Please return the whole listing exactly.

Data records
—————

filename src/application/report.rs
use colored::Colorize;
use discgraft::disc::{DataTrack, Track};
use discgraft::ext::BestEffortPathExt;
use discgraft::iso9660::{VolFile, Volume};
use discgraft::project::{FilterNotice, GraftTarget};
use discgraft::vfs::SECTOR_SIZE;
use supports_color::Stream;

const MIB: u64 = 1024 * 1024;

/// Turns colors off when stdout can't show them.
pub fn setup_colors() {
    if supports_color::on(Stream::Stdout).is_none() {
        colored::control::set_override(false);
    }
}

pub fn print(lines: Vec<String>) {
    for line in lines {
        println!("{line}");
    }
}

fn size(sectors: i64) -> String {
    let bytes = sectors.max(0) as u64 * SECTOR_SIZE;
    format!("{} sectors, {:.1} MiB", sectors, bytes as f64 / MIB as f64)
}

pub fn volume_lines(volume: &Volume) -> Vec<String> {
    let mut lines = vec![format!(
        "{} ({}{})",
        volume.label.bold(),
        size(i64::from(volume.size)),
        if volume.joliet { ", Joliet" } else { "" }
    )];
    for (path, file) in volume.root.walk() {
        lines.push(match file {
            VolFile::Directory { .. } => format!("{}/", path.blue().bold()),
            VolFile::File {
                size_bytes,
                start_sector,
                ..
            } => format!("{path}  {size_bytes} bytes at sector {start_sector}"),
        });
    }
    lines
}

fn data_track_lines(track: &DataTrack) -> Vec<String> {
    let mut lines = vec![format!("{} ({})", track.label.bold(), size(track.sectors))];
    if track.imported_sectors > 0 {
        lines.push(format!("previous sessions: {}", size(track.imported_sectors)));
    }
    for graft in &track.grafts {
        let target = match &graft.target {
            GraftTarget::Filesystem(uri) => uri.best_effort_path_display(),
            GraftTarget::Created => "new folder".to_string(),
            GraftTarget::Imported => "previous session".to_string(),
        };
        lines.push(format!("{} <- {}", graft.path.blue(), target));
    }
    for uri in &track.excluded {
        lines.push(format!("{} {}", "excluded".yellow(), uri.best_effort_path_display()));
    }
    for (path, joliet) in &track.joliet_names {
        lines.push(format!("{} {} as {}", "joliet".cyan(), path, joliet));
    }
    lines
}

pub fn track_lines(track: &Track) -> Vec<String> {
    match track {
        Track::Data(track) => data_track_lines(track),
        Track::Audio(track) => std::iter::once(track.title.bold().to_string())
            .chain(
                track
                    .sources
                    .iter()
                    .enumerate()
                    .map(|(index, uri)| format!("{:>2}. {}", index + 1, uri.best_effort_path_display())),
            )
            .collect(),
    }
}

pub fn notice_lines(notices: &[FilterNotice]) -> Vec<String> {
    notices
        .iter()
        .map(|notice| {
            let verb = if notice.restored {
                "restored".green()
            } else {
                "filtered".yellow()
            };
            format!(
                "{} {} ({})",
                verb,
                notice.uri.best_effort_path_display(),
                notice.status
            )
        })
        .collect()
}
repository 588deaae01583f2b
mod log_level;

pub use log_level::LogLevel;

—————

Response to the task
filename src/application/report.rs
use colored::Colorize;
use discgraft::disc::{DataTrack, Track};
use discgraft::ext::BestEffortPathExt;
use discgraft::iso9660::{VolFile, Volume};
use discgraft::project::{FilterNotice, GraftTarget};
use discgraft::vfs::SECTOR_SIZE;
use supports_color::Stream;

const MIB: u64 = 1024 * 1024;

/// Turns colors off when stdout can't show them.
pub fn setup_colors() {
    if supports_color::on(Stream::Stdout).is_none() {
        colored::control::set_override(false);
    }
}

pub fn print(lines: Vec<String>) {
    for line in lines {
        println!("{line}");
    }
}

fn size(sectors: i64) -> String {
    let bytes = sectors.max(0) as u64 * SECTOR_SIZE;
    format!("{} sectors, {:.1} MiB", sectors, bytes as f64 / MIB as f64)
}

pub fn volume_lines(volume: &Volume) -> Vec<String> {
    let mut lines = vec![format!(
        "{} ({}{})",
        volume.label.bold(),
        size(i64::from(volume.size)),
        if volume.joliet { ", Joliet" } else { "" }
    )];
    for (path, file) in volume.root.walk() {
        lines.push(match file {
            VolFile::Directory { .. } => format!("{}/", path.blue().bold()),
            VolFile::File {
                size_bytes,
                start_sector,
                ..
            } => format!("{path}  {size_bytes} bytes at sector {start_sector}"),
        });
    }
    lines
}

fn data_track_lines(track: &DataTrack) -> Vec<String> {
    let mut lines = vec![format!("{} ({})", track.label.bold(), size(track.sectors))];
    if track.imported_sectors > 0 {
        lines.push(format!("previous sessions: {}", size(track.imported_sectors)));
    }
    for graft in &track.grafts {
        let target = match &graft.target {
            GraftTarget::Filesystem(uri) => uri.best_effort_path_display(),
            GraftTarget::Created => "new folder".to_string(),
            GraftTarget::Imported => "previous session".to_string(),
        };
        lines.push(format!("{} <- {}", graft.path.blue(), target));
    }
    for uri in &track.excluded {
        lines.push(format!("{} {}", "excluded".yellow(), uri.best_effort_path_display()));
    }
    for (path, joliet) in &track.joliet_names {
        lines.push(format!("{} {} as {}", "joliet".cyan(), path, joliet));
    }
    lines
}

pub fn track_lines(track: &Track) -> Vec<String> {
    match track {
        Track::Data(track) => data_track_lines(track),
        Track::Audio(track) => std::iter::once(track.title.bold().to_string())
            .chain(
                track
                    .sources
                    .iter()
                    .enumerate()
                    .map(|(index, uri)| format!("{:>2}. {}", index + 1, uri.best_effort_path_display())),
            )
            .collect(),
    }
}

pub fn notice_lines(notices: &[FilterNotice]) -> Vec<String> {
    notices
        .iter()
        .map(|notice| {
            let verb = if notice.restored {
                "restored".green()
            } else {
                "filtered".yellow()
            };
            format!(
                "{} {} ({})",
                verb,
                notice.uri.best_effort_path_display(),
                notice.status
            )
        })
        .collect()
}
repository 588deaae01583f2b
mod log_level;

pub use log_level::LogLevel;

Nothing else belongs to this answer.